Try it: Reproduce verbatim the final portion of the material below, from the line containing "application error types" through its last line, and nothing else.

Entries provided:
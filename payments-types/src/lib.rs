//! # Payments Types
//!
//! Domain types and port traits for the payment records service.
//! This crate has ZERO external IO dependencies - only data structures,
//! business rules, and trait definitions.
//!
//! ## Architecture
//!
//! This crate represents the **innermost core** of the hexagonal architecture:
//! - `domain/` - Pure domain types (Payment, PaymentUid, Amount)
//! - `ports/` - Trait definitions that adapters must implement
//! - `dto/` - Data Transfer Objects for API boundaries
//! - `error/` - Domain and application error types

pub mod domain;
pub mod dto;
pub mod error;
pub mod ports;

// Re-export commonly used types
pub use domain::{Amount, NewPayment, Payment, PaymentId, PaymentState, PaymentUid};
pub use dto::*;
pub use error::{AppError, DomainError, RepoError};
pub use ports::{PaymentRepository, RandomUidGenerator, UidGenerator};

Response for this exercise:
//! - `error/` - Domain and application error types

pub mod domain;
pub mod dto;
pub mod error;
pub mod ports;

// Re-export commonly used types
pub use domain::{Amount, NewPayment, Payment, PaymentId, PaymentState, PaymentUid};
pub use dto::*;
pub use error::{AppError, DomainError, RepoError};
pub use ports::{PaymentRepository, RandomUidGenerator, UidGenerator};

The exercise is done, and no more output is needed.